Ständestaatliche Implikationen

Durch die Installierung des Ständestaates wartete die Vaterländische Front ab 1934 mit einer Reihe von Novellen auf. Das Werksgemeinschaftsrecht sollte dem Ständestaat Vorschub leisten, reduzierte jedoch vordergründig die politische Mitsprache der Arbeiter, indem es das Prinzip der Betriebsräte auflöste. Der Kollektivvertrag, der zuvor meist mit der Freien Gewerkschaft verhandelt worden war, oblag nun der Arbeiterkammer als Interessensvertretung. "Berufsständische Ausschüsse" sollten dort reglementieren, wo es am lodern war, wurden ihrer Funktion aber kaum gerecht.

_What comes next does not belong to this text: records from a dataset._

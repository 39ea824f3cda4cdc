//! Metrics collection and registry.

use crate::coordinator::CaptureStats;
use prometheus::{Encoder, IntCounter, IntGauge, Registry, TextEncoder};
use thiserror::Error;

/// Errors that can occur during metrics operations.
#[derive(Debug, Error)]
pub enum MetricsError {
    /// Registration or encoding failed.
    #[error("prometheus error: {0}")]
    Prometheus(#[from] prometheus::Error),
}

/// A snapshot of capture state for metrics update.
#[derive(Debug, Clone, Default)]
pub struct MetricsSnapshot {
    /// Whether frames are currently being sampled.
    pub armed: bool,
    /// Frames delivered by the device.
    pub frames_received: u64,
    /// Frames discarded while disarmed.
    pub frames_dropped: u64,
    /// Frames converted to RGB.
    pub frames_converted: u64,
    /// Frames rejected for an inconsistent size.
    pub malformed_frames: u64,
    /// Samples posted to the consumer.
    pub samples_published: u64,
    /// Device open attempts.
    pub open_attempts: u64,
    /// Device open attempts that found no camera.
    pub open_failures: u64,
    /// Samples currently held in the history.
    pub history_len: usize,
}

impl MetricsSnapshot {
    /// Builds a snapshot from coordinator counters and the history size.
    pub fn from_stats(stats: &CaptureStats, history_len: usize) -> Self {
        Self {
            armed: stats.armed,
            frames_received: stats.pipeline.frames_received,
            frames_dropped: stats.pipeline.frames_dropped,
            frames_converted: stats.pipeline.frames_converted,
            malformed_frames: stats.pipeline.malformed_frames,
            samples_published: stats.pipeline.samples_published,
            open_attempts: stats.open_attempts,
            open_failures: stats.open_failures,
            history_len,
        }
    }
}

/// Prometheus metrics registry for capture monitoring.
pub struct MetricsRegistry {
    registry: Registry,

    armed: IntGauge,
    history_len: IntGauge,

    // Frame path
    frames_received: IntCounter,
    frames_dropped: IntCounter,
    frames_converted: IntCounter,
    malformed_frames: IntCounter,
    samples_published: IntCounter,

    // Device lifecycle
    open_attempts: IntCounter,
    open_failures: IntCounter,
}

fn counter(registry: &Registry, name: &str, help: &str) -> Result<IntCounter, MetricsError> {
    let counter = IntCounter::new(name, help)?;
    registry.register(Box::new(counter.clone()))?;
    Ok(counter)
}

fn gauge(registry: &Registry, name: &str, help: &str) -> Result<IntGauge, MetricsError> {
    let gauge = IntGauge::new(name, help)?;
    registry.register(Box::new(gauge.clone()))?;
    Ok(gauge)
}

/// Counters only move forward; catch up to the observed total.
fn advance(counter: &IntCounter, total: u64) {
    let current = counter.get();
    if total > current {
        counter.inc_by(total - current);
    }
}

impl MetricsRegistry {
    /// Creates a new registry with all capture metrics registered.
    pub fn new() -> Result<Self, MetricsError> {
        let registry = Registry::new();

        Ok(Self {
            armed: gauge(
                &registry,
                "color_probe_armed",
                "Whether frames are being sampled (1=armed, 0=disarmed)",
            )?,
            history_len: gauge(
                &registry,
                "color_probe_history_length",
                "Samples currently retained in the history",
            )?,
            frames_received: counter(
                &registry,
                "color_probe_frames_received_total",
                "Frames delivered by the capture device",
            )?,
            frames_dropped: counter(
                &registry,
                "color_probe_frames_dropped_total",
                "Frames discarded while disarmed",
            )?,
            frames_converted: counter(
                &registry,
                "color_probe_frames_converted_total",
                "Frames converted from NV21 to RGB",
            )?,
            malformed_frames: counter(
                &registry,
                "color_probe_malformed_frames_total",
                "Frames rejected because their size did not match their dimensions",
            )?,
            samples_published: counter(
                &registry,
                "color_probe_samples_published_total",
                "Samples posted to the consumer",
            )?,
            open_attempts: counter(
                &registry,
                "color_probe_device_open_attempts_total",
                "Capture device open attempts",
            )?,
            open_failures: counter(
                &registry,
                "color_probe_device_open_failures_total",
                "Capture device open attempts that found no usable camera",
            )?,
            registry,
        })
    }

    /// Updates all metrics from a snapshot.
    pub fn update(&self, snapshot: &MetricsSnapshot) {
        self.armed.set(i64::from(snapshot.armed));
        self.history_len.set(snapshot.history_len as i64);

        advance(&self.frames_received, snapshot.frames_received);
        advance(&self.frames_dropped, snapshot.frames_dropped);
        advance(&self.frames_converted, snapshot.frames_converted);
        advance(&self.malformed_frames, snapshot.malformed_frames);
        advance(&self.samples_published, snapshot.samples_published);
        advance(&self.open_attempts, snapshot.open_attempts);
        advance(&self.open_failures, snapshot.open_failures);
    }

    /// Encodes all metrics in Prometheus text format.
    pub fn encode(&self) -> Result<String, MetricsError> {
        let encoder = TextEncoder::new();
        let metric_families = self.registry.gather();
        let mut buffer = Vec::new();
        encoder.encode(&metric_families, &mut buffer)?;
        Ok(String::from_utf8_lossy(&buffer).into_owned())
    }
}

#[cfg(test)]
mod tests {
    use super::*;
    use crate::coordinator::PipelineStats;

    #[test]
    fn test_registry_creation() {
        assert!(MetricsRegistry::new().is_ok());
    }

    #[test]
    fn test_metrics_update() {
        let registry = MetricsRegistry::new().unwrap();

        let stats = CaptureStats {
            pipeline: PipelineStats {
                frames_received: 120,
                frames_dropped: 20,
                frames_converted: 100,
                malformed_frames: 0,
                samples_published: 100,
            },
            open_attempts: 1,
            open_failures: 0,
            armed: true,
        };
        registry.update(&MetricsSnapshot::from_stats(&stats, 100));

        let output = registry.encode().unwrap();
        assert!(output.contains("color_probe_armed 1"));
        assert!(output.contains("color_probe_frames_received_total 120"));
        assert!(output.contains("color_probe_frames_dropped_total 20"));
        assert!(output.contains("color_probe_history_length 100"));
    }

    #[test]
    fn test_counters_do_not_go_backwards() {
        let registry = MetricsRegistry::new().unwrap();

        registry.update(&MetricsSnapshot {
            frames_received: 50,
            ..Default::default()
        });
        registry.update(&MetricsSnapshot {
            frames_received: 10,
            ..Default::default()
        });

        let output = registry.encode().unwrap();
        assert!(output.contains("color_probe_frames_received_total 50"));
    }
}
//! Session-end export of collected samples.

use super::BoundedHistory;
use chrono::{DateTime, Utc};
use serde::{Deserialize, Serialize};

/// Ordered color list handed to the display side when a session ends.
#[derive(Debug, Clone, Serialize, Deserialize)]
pub struct HistoryExport {
    /// When the export was taken.
    pub exported_at: DateTime<Utc>,
    /// Six-digit RGB hex strings, oldest first.
    pub colors: Vec<String>,
}

impl HistoryExport {
    /// Captures the history as of now.
    pub fn from_history(history: &BoundedHistory) -> Self {
        Self {
            exported_at: Utc::now(),
            colors: history.to_hex_strings(),
        }
    }

    /// Number of exported colors.
    pub fn len(&self) -> usize {
        self.colors.len()
    }

    /// True when nothing was recorded.
    pub fn is_empty(&self) -> bool {
        self.colors.is_empty()
    }
}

FAD - Freiwilliger Arbeiterdienst

1932 von Dollfuß initiiert und 1934 gegründet, war der FAD vordergründig ein Mittel, um Großprojekte, die weder Investoren noch Arbeitskräfte versammeln konnten, zu verwirklichen. Die Großglockner Hochalpenstraße, die Reichsbrücke oder die Wiener Höhenstraße etwa zählen dazu. Jugendliche und Arbeitslose wurden rekrutiert. Dabei hatte der FAD zum einen starke militärische Züge, zum anderen galt er auch als Umerziehungsschmiede.

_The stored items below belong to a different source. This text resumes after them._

//! Capture coordinator: device lifecycle and armed gating.

use super::pipeline::{FramePipeline, PipelineStats};
use super::session::CaptureSession;
use super::worker::{DeviceWorker, Job};
use super::FrameSink;
use crate::capture::{CaptureConfig, DeviceProvider, SurfaceInfo};
use crate::consumer::SampleSender;
use std::sync::atomic::{AtomicU64, Ordering};
use std::sync::mpsc;
use std::sync::{Arc, Condvar, Mutex, MutexGuard, PoisonError};

/// Externally visible coordinator state.
#[derive(Debug, Clone, Copy, PartialEq, Eq)]
pub enum CaptureState {
    /// No open has been attempted yet.
    Idle,
    /// An open is running on the device worker.
    Opening,
    /// Device open, frames are dropped.
    Disarmed,
    /// Device open, frames are converted and sampled.
    Armed,
    /// Device closed or unavailable. Can be reopened.
    Closed,
}

/// Result of an open request, observed once by every requester.
#[derive(Debug, Clone, PartialEq, Eq)]
pub enum OpenOutcome {
    /// Device held and preview running.
    Opened,
    /// Device held, but the preview could not be started.
    PreviewSetupFailed(String),
    /// Device could not be acquired.
    Unavailable(String),
}

impl OpenOutcome {
    /// True if the device handle is held.
    pub fn is_open(&self) -> bool {
        !matches!(self, OpenOutcome::Unavailable(_))
    }
}

/// Combined counters for one coordinator.
#[derive(Debug, Clone, Copy, Default, PartialEq, Eq)]
pub struct CaptureStats {
    /// Frame path counters.
    pub pipeline: PipelineStats,
    /// Open attempts submitted to the device worker.
    pub open_attempts: u64,
    /// Attempts that ended with the camera unavailable.
    pub open_failures: u64,
    /// Armed flag at the time of the snapshot.
    pub armed: bool,
}

#[derive(Debug, Clone, Copy, PartialEq, Eq)]
enum Phase {
    Idle,
    Opening,
    Live,
    Closed,
}

struct CoordinatorState<P: DeviceProvider> {
    phase: Phase,
    session: Option<CaptureSession<P::Device>>,
    surface: Option<SurfaceInfo>,
    attempts_started: u64,
    attempts_completed: u64,
    last_outcome: OpenOutcome,
}

struct Inner<P: DeviceProvider> {
    provider: P,
    config: CaptureConfig,
    pipeline: Arc<FramePipeline>,
    state: Mutex<CoordinatorState<P>>,
    transition: Condvar,
    worker: Mutex<Option<DeviceWorker>>,
    open_failures: AtomicU64,
}

/// Owns the camera session and hands frames to the sampling pipeline.
///
/// Opening and closing run on a dedicated `capture-device` thread while
/// the caller blocks until the operation has finished. Clones share the
/// same device.
pub struct CaptureCoordinator<P: DeviceProvider> {
    inner: Arc<Inner<P>>,
}

impl<P: DeviceProvider> Clone for CaptureCoordinator<P> {
    fn clone(&self) -> Self {
        Self {
            inner: Arc::clone(&self.inner),
        }
    }
}

impl<P: DeviceProvider> CaptureCoordinator<P> {
    /// Creates a coordinator publishing samples to `samples`.
    pub fn new(provider: P, config: CaptureConfig, samples: SampleSender) -> Self {
        Self {
            inner: Arc::new(Inner {
                provider,
                config,
                pipeline: Arc::new(FramePipeline::new(samples)),
                state: Mutex::new(CoordinatorState {
                    phase: Phase::Idle,
                    session: None,
                    surface: None,
                    attempts_started: 0,
                    attempts_completed: 0,
                    last_outcome: OpenOutcome::Unavailable("device never opened".to_string()),
                }),
                transition: Condvar::new(),
                worker: Mutex::new(None),
                open_failures: AtomicU64::new(0),
            }),
        }
    }

    /// Sets the display target used by the next open.
    pub fn attach_surface(&self, surface: SurfaceInfo) {
        self.inner.lock_state().surface = Some(surface);
    }

    /// Forgets the display target.
    pub fn detach_surface(&self) {
        self.inner.lock_state().surface = None;
    }

    /// Opens the camera on the device worker and waits for the result.
    ///
    /// Returns the current outcome without reopening if the device is
    /// already held. Callers arriving while an open is in flight wait for
    /// that same attempt instead of starting another one.
    pub fn open_device(&self) -> OpenOutcome {
        let inner = &self.inner;
        let mut state = inner.lock_state();

        match state.phase {
            Phase::Live => return state.last_outcome.clone(),
            Phase::Opening => {
                let attempt = state.attempts_started;
                return inner.await_attempt(state, attempt);
            }
            Phase::Idle | Phase::Closed => {}
        }

        state.phase = Phase::Opening;
        state.attempts_started += 1;
        let attempt = state.attempts_started;
        drop(state);

        tracing::debug!(attempt, "submitting device open");
        let completion = AttemptCompletion {
            inner: Arc::clone(inner),
            attempt,
            done: false,
        };
        // A job that never runs completes the attempt when it is dropped.
        let _ = inner.submit(Box::new(move || completion.run()));

        let state = inner.lock_state();
        inner.await_attempt(state, attempt)
    }

    /// Stops the preview and releases the device.
    ///
    /// Safe to call repeatedly and before any open.
    pub fn close_device(&self) {
        let inner = &self.inner;
        let mut state = inner.lock_state();
        while state.phase == Phase::Opening {
            state = inner
                .transition
                .wait(state)
                .unwrap_or_else(PoisonError::into_inner);
        }

        let Some(session) = state.session.take() else {
            tracing::debug!("close requested with no open device");
            return;
        };
        state.phase = Phase::Closed;

        let (done_tx, done_rx) = mpsc::sync_channel::<()>(1);
        let job: Job = Box::new(move || {
            session.shutdown();
            let _ = done_tx.send(());
        });

        // Queued under the state lock so a later open lands behind the
        // release on the worker. Lock order is state, then worker.
        match inner.submit(job) {
            Ok(()) => {
                drop(state);
                // A disconnect means the job panicked; the session was
                // dropped during unwinding, which releases the device too.
                let _ = done_rx.recv();
            }
            Err(job) => {
                job();
                drop(state);
            }
        }
    }

    /// Stops the preview, re-registers the display target and restarts.
    ///
    /// The armed flag is left as it was. A resize arriving during an open
    /// waits for it, then restarts the new session on `surface`.
    pub fn resize_preview(&self, surface: SurfaceInfo) {
        let mut state = self.inner.lock_state();
        while state.phase == Phase::Opening {
            state = self
                .inner
                .transition
                .wait(state)
                .unwrap_or_else(PoisonError::into_inner);
        }
        state.surface = Some(surface);

        let Some(session) = state.session.as_mut() else {
            return;
        };
        match session.resize(surface) {
            Ok(()) => tracing::debug!(
                width = surface.width,
                height = surface.height,
                "preview restarted"
            ),
            Err(e) => tracing::warn!(error = %e, "failed to restart preview"),
        }
    }

    /// Starts converting and publishing frames.
    pub fn arm(&self) {
        self.inner.pipeline.set_armed(true);
        tracing::info!("capture armed");
    }

    /// Stops publishing. A frame already being converted still completes.
    pub fn disarm(&self) {
        self.inner.pipeline.set_armed(false);
        tracing::info!("capture disarmed");
    }

    /// True while frames are being converted.
    pub fn is_armed(&self) -> bool {
        self.inner.pipeline.is_armed()
    }

    /// Current lifecycle state, with the armed flag folded in.
    pub fn state(&self) -> CaptureState {
        match self.inner.lock_state().phase {
            Phase::Idle => CaptureState::Idle,
            Phase::Opening => CaptureState::Opening,
            Phase::Live if self.is_armed() => CaptureState::Armed,
            Phase::Live => CaptureState::Disarmed,
            Phase::Closed => CaptureState::Closed,
        }
    }

    /// Returns true while the device handle is held.
    pub fn is_open(&self) -> bool {
        self.inner.lock_state().session.is_some()
    }

    /// Returns a frame callback wired to this coordinator's pipeline.
    pub fn frame_sink(&self) -> FrameSink {
        FrameSink::new(Arc::clone(&self.inner.pipeline))
    }

    /// Pipeline and device counters.
    pub fn stats(&self) -> CaptureStats {
        let attempts = self.inner.lock_state().attempts_started;
        CaptureStats {
            pipeline: self.inner.pipeline.stats(),
            open_attempts: attempts,
            open_failures: self.inner.open_failures.load(Ordering::Relaxed),
            armed: self.is_armed(),
        }
    }
}

impl<P: DeviceProvider> Inner<P> {
    fn lock_state(&self) -> MutexGuard<'_, CoordinatorState<P>> {
        self.state.lock().unwrap_or_else(PoisonError::into_inner)
    }

    /// Queues a job on the device worker, starting a new worker if there is
    /// none or the previous one died.
    fn submit(&self, job: Job) -> Result<(), Job> {
        let mut worker = self.worker.lock().unwrap_or_else(PoisonError::into_inner);

        let job = match worker.as_ref() {
            Some(running) => match running.submit(job) {
                Ok(()) => return Ok(()),
                Err(job) => {
                    tracing::warn!("capture device worker exited, restarting");
                    job
                }
            },
            None => job,
        };

        match DeviceWorker::spawn() {
            Ok(fresh) => {
                let result = fresh.submit(job);
                *worker = Some(fresh);
                result
            }
            Err(e) => {
                tracing::error!(error = %e, "failed to start capture device worker");
                Err(job)
            }
        }
    }

    fn await_attempt(
        &self,
        mut state: MutexGuard<'_, CoordinatorState<P>>,
        attempt: u64,
    ) -> OpenOutcome {
        while state.attempts_completed < attempt {
            state = self
                .transition
                .wait(state)
                .unwrap_or_else(PoisonError::into_inner);
        }
        state.last_outcome.clone()
    }

    fn complete_attempt(
        &self,
        state: &mut CoordinatorState<P>,
        attempt: u64,
        session: Option<CaptureSession<P::Device>>,
        outcome: OpenOutcome,
    ) {
        state.phase = if session.is_some() {
            Phase::Live
        } else {
            Phase::Closed
        };
        state.session = session;
        state.attempts_completed = attempt;
        state.last_outcome = outcome.clone();
        self.transition.notify_all();

        if let OpenOutcome::Unavailable(reason) = outcome {
            self.open_failures.fetch_add(1, Ordering::Relaxed);
            self.pipeline.notify_unavailable(&reason);
        }
    }
}

/// Open job for one attempt.
///
/// Completes the attempt on every exit path: normal return, acquisition
/// failure, unwinding out of a panicking driver, or the job being dropped
/// unrun by a dead worker.
struct AttemptCompletion<P: DeviceProvider> {
    inner: Arc<Inner<P>>,
    attempt: u64,
    done: bool,
}

impl<P: DeviceProvider> AttemptCompletion<P> {
    fn run(mut self) {
        let inner = Arc::clone(&self.inner);
        let attempt = self.attempt;

        let device = match inner.provider.acquire(&inner.config) {
            Ok(device) => device,
            Err(e) => {
                tracing::warn!(attempt, error = %e, "camera unavailable");
                self.finish(None, OpenOutcome::Unavailable(e.to_string()));
                return;
            }
        };

        let surface = inner.lock_state().surface;
        let mut session = CaptureSession::new(device, inner.config.display_orientation, surface);
        let outcome = match session.start(FrameSink::new(Arc::clone(&inner.pipeline))) {
            Ok(()) => {
                let (width, height) = session.preview_size();
                tracing::info!(attempt, width, height, "camera opened, preview running");
                OpenOutcome::Opened
            }
            Err(e) => {
                tracing::warn!(attempt, error = %e, "camera opened but preview setup failed");
                session.stop_preview();
                OpenOutcome::PreviewSetupFailed(e.to_string())
            }
        };
        self.finish(Some(session), outcome);
    }

    fn finish(&mut self, session: Option<CaptureSession<P::Device>>, outcome: OpenOutcome) {
        self.done = true;
        let mut state = self.inner.lock_state();
        self.inner
            .complete_attempt(&mut state, self.attempt, session, outcome);
    }
}

impl<P: DeviceProvider> Drop for AttemptCompletion<P> {
    fn drop(&mut self) {
        if !self.done {
            tracing::error!(attempt = self.attempt, "device open aborted");
            self.finish(None, OpenOutcome::Unavailable("device open aborted".to_string()));
        }
    }
}

impl<P: DeviceProvider> Drop for Inner<P> {
    fn drop(&mut self) {
        let state = self.state.get_mut().unwrap_or_else(PoisonError::into_inner);
        if let Some(session) = state.session.take() {
            session.shutdown();
        }
    }
}
//! An open camera together with its display configuration.

use super::FrameSink;
use crate::capture::{CaptureDevice, DeviceError, SurfaceInfo};

/// Owns an acquired device for the duration of one open/close cycle.
///
/// The device is released exactly once, either by [`CaptureSession::shutdown`]
/// or when the session is dropped.
pub(crate) struct CaptureSession<D: CaptureDevice> {
    device: D,
    orientation: u16,
    surface: Option<SurfaceInfo>,
    previewing: bool,
    released: bool,
}

impl<D: CaptureDevice> CaptureSession<D> {
    pub(crate) fn new(device: D, orientation: u16, surface: Option<SurfaceInfo>) -> Self {
        Self {
            device,
            orientation,
            surface,
            previewing: false,
            released: false,
        }
    }

    /// Applies orientation, registers the frame callback and display
    /// target, then starts the preview.
    pub(crate) fn start(&mut self, sink: FrameSink) -> Result<(), DeviceError> {
        self.device.set_display_orientation(self.orientation)?;
        self.device.set_frame_sink(sink);
        self.start_preview()
    }

    fn start_preview(&mut self) -> Result<(), DeviceError> {
        let surface = self.surface.ok_or(DeviceError::NoSurface)?;
        self.device.set_preview_display(&surface)?;
        self.device.start_preview()?;
        self.previewing = true;
        Ok(())
    }

    /// Stops the preview. Stopping an inactive preview is not an error.
    pub(crate) fn stop_preview(&mut self) {
        if let Err(e) = self.device.stop_preview() {
            if self.previewing {
                tracing::warn!(error = %e, "failed to stop running preview");
            } else {
                tracing::debug!(error = %e, "ignoring stop_preview failure");
            }
        }
        self.previewing = false;
    }

    /// Restarts the preview on a new display target.
    pub(crate) fn resize(&mut self, surface: SurfaceInfo) -> Result<(), DeviceError> {
        self.stop_preview();
        self.surface = Some(surface);
        self.start_preview()
    }

    /// Stops the preview and releases the device.
    pub(crate) fn shutdown(mut self) {
        self.release();
    }

    fn release(&mut self) {
        if self.released {
            return;
        }
        self.stop_preview();
        self.device.release();
        self.released = true;
        tracing::info!("capture device released");
    }

    /// Preview dimensions reported by the device.
    pub(crate) fn preview_size(&self) -> (u32, u32) {
        self.device.preview_size()
    }
}

impl<D: CaptureDevice> Drop for CaptureSession<D> {
    fn drop(&mut self) {
        self.release();
    }
}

Klassische Entlohnung gab es beim FAD nicht, stattdessen Auszahlung in Naturalien. Trotz dieser Politik war der FAD unrentabel, unterminierte stattdessen Unternehmen, die ihren ArbeiterInnen auch Lohn gezahlt hätten - so wurde sogar aus eigenen Reihen der Vaterländischen Front beanstandet.

Das Sozialversicherungsgesetz von 1935

Der Bundesminister für soziale Verwaltung Odo Neustädter-Stürmer hatte die Reform seit 1934 vorbereitet, 1935 wurden sie nach Novellierungen beschlossen: Die Vereinheitlichung des Sozialversicherungsbereichs für Arbeiter und Angestellte wurde beschlossen, ein 5-Jahresplan erstellt, krankenversicherte Arbeiter in die Unfallversicherung integriert und ganz generell Leistungen gekürzt.

In concreto umfassten diese: Starke Einschnitte in der Pensions- und Rentenversicherung, Reduktion des Krankengeldes, Einführung einer 3-tägigen Karenzfrist, Reduktion der Vollrente für Angestellte und der Verletztenrente für Arbeiter bei Erwerbsunfähigkeit um 50 Prozent.

1934 vs. 2003 - Parallelen & Unterschiede

Der Autor Werner Sturmberger sucht nach Vergleichbarkeiten in den Sozialpolitiken 1934 und heute und findet sie einerseits in der Ausgangssituation: Damals wie heute war Europa in schleichender Rezession begriffen, damals wie heute galt das Diktum des ausgeglichenen Staatshaushaltes. Konjunkturbelebende Impulse sind der monetären Politik nachrangig zu sehen.

Doch aufgrund des Fehlens eines ähnlichen politischen Rahmens fällt ihm der Vergleich schwer. Die Stände im Sinne der päpstlichen "Enzyklika Quadragesimo Anno" funktionierten zwar nie als solche, aber waren konstituierende Faktoren der damaligen Politik.